Читать «...Но еще ночь» онлайн - страница 232

Карен Араевич Свасьян

4.

Упрекая своего оппонента в πρωτον ψεύδοσ, фундаментальном заблуждении, Кант лишь стушевывает собственное: абсолютную юридификацию морали . Заметка «О мнимом праве лгать из человеколюбия» является в этом смысле не случайной оплошностью (тем, что немцы называют Ausrutscher), а прямым следствием его общего этического учения. В свою очередь, этическая доктрина представляет собой прямой формальный перенос философского метода в практическую сферу, где последний подчиняет себе неподвластные рассудку содержания. Можно сказать, что познавательное бессилие «Критики чистого разума» компенсируется абсолютизмом «Критики практического разума»; Кант, влюбленный, по его словам, в метафизику, которой он не находит места в научной философии, с какой-то свирепостью переносит эту теоретикопознавательно запретную страсть в этическое. Еще раз его же словами: он «должен был устранить знание, чтобы получить место для веры», после чего метафизика, позорно изгнанная в научную дверь, триумфально возвращается через окно нравственного императива.

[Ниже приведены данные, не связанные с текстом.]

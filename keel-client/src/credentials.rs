//! Credential resolution
//!
//! Two acquisition strategies are supported: ambient environment variables
//! (with a fallback to the shared credentials file) and an explicitly named
//! profile from the shared credentials file.

use std::fmt;
use std::path::PathBuf;

use tracing::debug;

use crate::error::{ClientError, Result};

const DEFAULT_PROFILE: &str = "default";

/// Static credentials used to sign requests
#[derive(Clone, PartialEq, Eq)]
pub struct Credentials {
    pub access_key_id: String,
    pub secret_access_key: String,
    pub session_token: Option<String>,
}

impl Credentials {
    pub fn new(access_key_id: impl Into<String>, secret_access_key: impl Into<String>) -> Self {
        Self {
            access_key_id: access_key_id.into(),
            secret_access_key: secret_access_key.into(),
            session_token: None,
        }
    }

    /// Attaches a session token for temporary credentials
    pub fn with_session_token(mut self, token: impl Into<String>) -> Self {
        self.session_token = Some(token.into());
        self
    }
}

impl fmt::Debug for Credentials {
    fn fmt(&self, f: &mut fmt::Formatter<'_>) -> fmt::Result {
        f.debug_struct("Credentials")
            .field("access_key_id", &self.access_key_id)
            .field("secret_access_key", &"** redacted **")
            .field(
                "session_token",
                &self.session_token.as_ref().map(|_| "** redacted **"),
            )
            .finish()
    }
}

/// Where credentials come from
#[derive(Debug, Clone, PartialEq, Eq)]
pub enum CredentialSource {
    /// `AWS_ACCESS_KEY_ID`/`AWS_SECRET_ACCESS_KEY`, falling back to the
    /// profile named by `AWS_PROFILE` (or `default`)
    Environment,
    /// A named profile in the shared credentials file
    Profile(String),
}

impl CredentialSource {
    /// Resolves credentials from the process environment
    pub fn resolve(&self) -> Result<Credentials> {
        self.resolve_with(|key| std::env::var(key).ok())
    }

    /// Resolves credentials, reading environment variables through `env`
    pub fn resolve_with<F>(&self, env: F) -> Result<Credentials>
    where
        F: Fn(&str) -> Option<String>,
    {
        let lookup = |key: &str| env(key).filter(|v| !v.is_empty());

        match self {
            CredentialSource::Environment => {
                if let (Some(key_id), Some(secret)) = (
                    lookup("AWS_ACCESS_KEY_ID"),
                    lookup("AWS_SECRET_ACCESS_KEY"),
                ) {
                    debug!("Using credentials from environment");
                    let credentials = Credentials::new(key_id, secret);
                    return Ok(match lookup("AWS_SESSION_TOKEN") {
                        Some(token) => credentials.with_session_token(token),
                        None => credentials,
                    });
                }

                let profile = lookup("AWS_PROFILE").unwrap_or_else(|| DEFAULT_PROFILE.to_string());
                load_profile(&profile, &lookup)
            }
            CredentialSource::Profile(name) => load_profile(name, &lookup),
        }
    }
}

fn load_profile<F>(name: &str, lookup: &F) -> Result<Credentials>
where
    F: Fn(&str) -> Option<String>,
{
    let path = shared_credentials_path(lookup).ok_or_else(|| {
        ClientError::Credentials("cannot locate the shared credentials file".to_string())
    })?;

    debug!("Loading profile {} from {}", name, path.display());

    let contents = std::fs::read_to_string(&path).map_err(|e| {
        ClientError::Credentials(format!("failed to read {}: {}", path.display(), e))
    })?;

    parse_profile(&contents, name).ok_or_else(|| {
        ClientError::Credentials(format!(
            "profile {} not found or incomplete in {}",
            name,
            path.display()
        ))
    })
}

fn shared_credentials_path<F>(lookup: &F) -> Option<PathBuf>
where
    F: Fn(&str) -> Option<String>,
{
    lookup("AWS_SHARED_CREDENTIALS_FILE")
        .map(PathBuf::from)
        .or_else(|| dirs::home_dir().map(|home| home.join(".aws").join("credentials")))
}

/// Extracts one profile from the contents of a shared credentials file
///
/// Returns `None` if the profile is missing or lacks a key id or secret.
pub fn parse_profile(contents: &str, profile: &str) -> Option<Credentials> {
    let mut in_profile = false;
    let mut key_id = None;
    let mut secret = None;
    let mut token = None;

    for line in contents.lines().map(str::trim) {
        if line.is_empty() || line.starts_with('#') || line.starts_with(';') {
            continue;
        }

        if let Some(section) = line.strip_prefix('[').and_then(|l| l.strip_suffix(']')) {
            let section = section.trim();
            let section = section.strip_prefix("profile ").unwrap_or(section).trim();
            in_profile = section == profile;
            continue;
        }

        if !in_profile {
            continue;
        }

        if let Some((key, value)) = line.split_once('=') {
            let value = value.trim().to_string();
            match key.trim() {
                "aws_access_key_id" => key_id = Some(value),
                "aws_secret_access_key" => secret = Some(value),
                "aws_session_token" => token = Some(value),
                _ => {}
            }
        }
    }

    let credentials = Credentials::new(key_id?, secret?);
    Some(match token {
        Some(token) => credentials.with_session_token(token),
        None => credentials,
    })
}
//! Core domain types
//!
//! These types mirror the documents returned by the control plane. Every
//! attribute the renderer does not inspect is kept in a pass-through map so a
//! fetched document can be written back out without losing data.

pub mod service;
pub mod task_definition;
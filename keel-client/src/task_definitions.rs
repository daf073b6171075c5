//! Task-definition-related API operations

use keel_core::dto::{DescribeTaskDefinitionRequest, DescribeTaskDefinitionResponse};

use crate::EcsClient;
use crate::error::Result;

impl EcsClient {
    /// Describe a task definition
    ///
    /// # Arguments
    /// * `task_definition` - Family, `family:revision`, or full ARN
    ///
    /// # Returns
    /// The task definition document, if the API returned one
    pub async fn describe_task_definition(
        &self,
        task_definition: &str,
    ) -> Result<DescribeTaskDefinitionResponse> {
        let req = DescribeTaskDefinitionRequest {
            task_definition: task_definition.to_string(),
        };

        self.call("DescribeTaskDefinition", &req).await
    }
}
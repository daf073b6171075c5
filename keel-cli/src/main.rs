//! Keel CLI
//!
//! Renders an updated ECS task definition for a deployment: the running
//! definition of a service with a new image and refreshed build identity,
//! ready to be registered again.

mod actions;
mod commands;
mod config;
mod service;

use std::process::ExitCode;

use clap::Parser;
use commands::{Commands, handle_command};
use config::HostEnvironment;
use tracing_subscriber::{layer::SubscriberExt, util::SubscriberInitExt};

#[derive(Parser)]
#[command(name = "keel")]
#[command(about = "Render ECS task definitions for deployment", long_about = None)]
struct Cli {
    #[command(subcommand)]
    command: Commands,
}

#[tokio::main]
async fn main() -> ExitCode {
    // Logs go to stderr; stdout carries workflow commands
    tracing_subscriber::registry()
        .with(
            tracing_subscriber::EnvFilter::try_from_default_env()
                .unwrap_or_else(|_| "keel=info,keel_client=info".into()),
        )
        .with(tracing_subscriber::fmt::layer().with_writer(std::io::stderr))
        .init();

    let cli = Cli::parse();
    let host = HostEnvironment::from_env();

    match handle_command(cli.command, &host).await {
        Ok(()) => ExitCode::SUCCESS,
        Err(e) => {
            actions::report_failure(&e);
            ExitCode::FAILURE
        }
    }
}
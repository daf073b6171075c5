//! Container selection

use crate::domain::task_definition::ContainerDefinition;
use crate::error::DeployError;

/// How the target container is picked out of a task definition
#[derive(Debug, Clone, Copy, PartialEq, Eq)]
pub enum SelectionPolicy {
    /// First container that has a non-empty name
    FirstNamed,
    /// First container regardless of name, for single-container tasks
    SoleContainer,
}

/// Result of a container selection
#[derive(Debug, Clone, PartialEq, Eq)]
pub struct Selection {
    /// Position of the selected container in the definitions list
    pub index: usize,
    /// Name of the selected container, if it has one
    pub name: Option<String>,
    /// Every non-empty container name, in definition order
    pub all_names: Vec<String>,
}

/// Picks the container to update according to `policy`
///
/// Fails with [`DeployError::NoContainerFound`] when no container qualifies.
pub fn select_container(
    definitions: &[ContainerDefinition],
    policy: SelectionPolicy,
) -> Result<Selection, DeployError> {
    let all_names = definitions
        .iter()
        .filter_map(|def| def.named())
        .map(str::to_string)
        .collect();

    let index = match policy {
        SelectionPolicy::FirstNamed => definitions.iter().position(|def| def.named().is_some()),
        SelectionPolicy::SoleContainer => (!definitions.is_empty()).then_some(0),
    }
    .ok_or(DeployError::NoContainerFound)?;

    Ok(Selection {
        index,
        name: definitions[index].named().map(str::to_string),
        all_names,
    })
}

#[cfg(test)]
mod tests {
    use super::*;

    fn unnamed(image: &str) -> ContainerDefinition {
        ContainerDefinition {
            image: Some(image.to_string()),
            ..Default::default()
        }
    }

    #[test]
    fn test_first_named_skips_unnamed_containers() {
        let defs = vec![
            unnamed("busybox"),
            ContainerDefinition {
                name: Some(String::new()),
                ..Default::default()
            },
            ContainerDefinition::new("web", "nginx"),
            ContainerDefinition::new("sidecar", "envoy"),
        ];

        let selection = select_container(&defs, SelectionPolicy::FirstNamed).unwrap();
        assert_eq!(selection.index, 2);
        assert_eq!(selection.name.as_deref(), Some("web"));
        assert_eq!(selection.all_names, vec!["web", "sidecar"]);
    }

    #[test]
    fn test_first_named_fails_without_names() {
        let defs = vec![unnamed("a"), unnamed("b")];
        assert_eq!(
            select_container(&defs, SelectionPolicy::FirstNamed),
            Err(DeployError::NoContainerFound)
        );
    }

    #[test]
    fn test_empty_definitions_fail_for_both_policies() {
        for policy in [SelectionPolicy::FirstNamed, SelectionPolicy::SoleContainer] {
            assert_eq!(
                select_container(&[], policy),
                Err(DeployError::NoContainerFound)
            );
        }
    }

    #[test]
    fn test_sole_container_takes_first_even_without_name() {
        let defs = vec![unnamed("app"), ContainerDefinition::new("web", "nginx")];

        let selection = select_container(&defs, SelectionPolicy::SoleContainer).unwrap();
        assert_eq!(selection.index, 0);
        assert_eq!(selection.name, None);
        assert_eq!(selection.all_names, vec!["web"]);
    }
}
//! Render command handler
//!
//! Builds the control-plane client for the deployment profile, runs the
//! render service, and prints a summary.

use anyhow::{Context, Result};
use clap::Args;
use colored::*;
use keel_client::EcsClient;

use crate::actions::ActionsOutput;
use crate::config::{Config, HostEnvironment};
use crate::service::{self, DeployProfile, RenderOutcome};

/// Inputs shared by both render commands
#[derive(Args, Debug)]
pub struct RenderArgs {
    /// Region of the cluster
    #[arg(long, env = "INPUT_AWS-REGION")]
    aws_region: String,

    /// Cluster name or ARN
    #[arg(long, env = "INPUT_AWS-CLUSTER-NAME")]
    aws_cluster_name: String,

    /// Service name or ARN
    #[arg(long, env = "INPUT_AWS-SERVICE-NAME")]
    aws_service_name: String,

    /// Image reference to deploy
    #[arg(long, env = "INPUT_DOCKER-IMAGE")]
    docker_image: String,

    /// Deployment environment label
    #[arg(long, env = "INPUT_APP-ENV")]
    app_env: String,

    /// Build number
    #[arg(long, env = "INPUT_DOCKER-BUILD-NUMBER")]
    docker_build_number: String,

    /// Override the ECS API endpoint
    #[arg(long, env = "AWS_ENDPOINT_URL_ECS")]
    endpoint_url: Option<String>,
}

impl From<RenderArgs> for Config {
    fn from(args: RenderArgs) -> Self {
        Config {
            region: args.aws_region,
            cluster: args.aws_cluster_name,
            service: args.aws_service_name,
            image: args.docker_image,
            app_env: args.app_env,
            build_number: args.docker_build_number,
            endpoint_url: args.endpoint_url.filter(|url| !url.is_empty()),
        }
    }
}

/// Handle a render command under `profile`
pub async fn handle_render(
    args: RenderArgs,
    profile: DeployProfile,
    host: &HostEnvironment,
) -> Result<()> {
    let config = Config::from(args);
    config.validate()?;

    let credentials = profile
        .credentials
        .resolve()
        .context("Failed to resolve AWS credentials")?;

    let client = match &config.endpoint_url {
        Some(url) => EcsClient::with_endpoint(&config.region, credentials, url)?,
        None => EcsClient::new(&config.region, credentials)?,
    };

    let mut sink = ActionsOutput::new(host.output_file.clone());
    let outcome = service::run(&client, &config, host, &profile, &mut sink).await?;

    print_summary(&outcome);

    Ok(())
}

/// Print a render summary to stderr
fn print_summary(outcome: &RenderOutcome) {
    eprintln!(
        "{} {}",
        "Task definition written to".green(),
        outcome.path.display().to_string().bold()
    );
    if let Some(name) = &outcome.selected_name {
        eprintln!("    Container:    {}", name.cyan());
    }
    if !outcome.container_names.is_empty() {
        eprintln!(
            "    Containers:   {}",
            outcome.container_names.join(", ").dimmed()
        );
    }
}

Метод, в обоих случаях, остается неизменным и называется questio juris. Это чистая техника судопроизводства, выдающая себя за философию (jurisdictio mentalis). Надо вспомнить особенности познавательного механизма у Канта, чтобы опознать его и в кантовской этике. Созерцания без понятий слепы, понятия без созерцаний пусты. Связь тех и других есть познание. Пустое понятие заполняется слепым чувственным материалом, который, как понятый , есть уже не сам , а произведение понятия. «Мы лишь a priori познаем в вещах то, что сами же вкладываем в них». Это a priori Кант отождествляет с формальным , в чем Макс Шелервидит его основную ошибку: как в теории познания, так и в учении о нравственности. Ибо если и допустить, что формальное без материального пусто, а материальное без формального слепо, то на каком основании в синтезе того и другого определяющим оказывается именно пустое . О содержании понятия самом по себе нельзя ничего знать (кроме того, что о нем ничего нельзя знать); наше познание не задается вещью, а задает вещь , то есть мы познаем в вещи ровно столько, сколько сами в нее вкладываем (чистота, как синтез пустоты и слепоты).

Можно представить себе это конкретно и практически , скажем, на примере врача, который познает в пациенте болезнь, которую сам же предварительно и вмыслил в него, или на примере судьи, находящего то же в обвиняемом. Природа (в кантовски осмысленном естествознании), мир (в кантовски осмысленной морали) есть подследственный , а философия, соответственно, мораль — «полиция». Никакой двусмысленности: разум стоит перед природой «не как школьник, которому учитель подсказывает всё, что он хочет, а как назначенный судья, вынуждающий свидетелей отвечать на поставленные им вопросы ». Так, в пределах видимости прусского, к тому же философского, ландшафта.

Но если разум есть разум, и один — у философа и нефилософа, то что мешает нам увидеть этот разум в других оптиках и других ландшафтах. Скажем, в практике судей-демонологов, которые сначала вкладывали в обвиняемую «ведовство» , а потом извлекали его из нее, как «признание» . Или у судей-естествоиспытателей, вкладывающих в природу свои «сценарии» , чтобы под пытками эксперимента вынуждать её сознаваться в них. Обобщенно: судей, которые обязывают свидетелей говорить правду, после того как сами же и определили, что есть правда. Мы воздержимся от дальнейших ассоциаций, напрашивающихся на ум, потому что читатель при желании сделает это сам.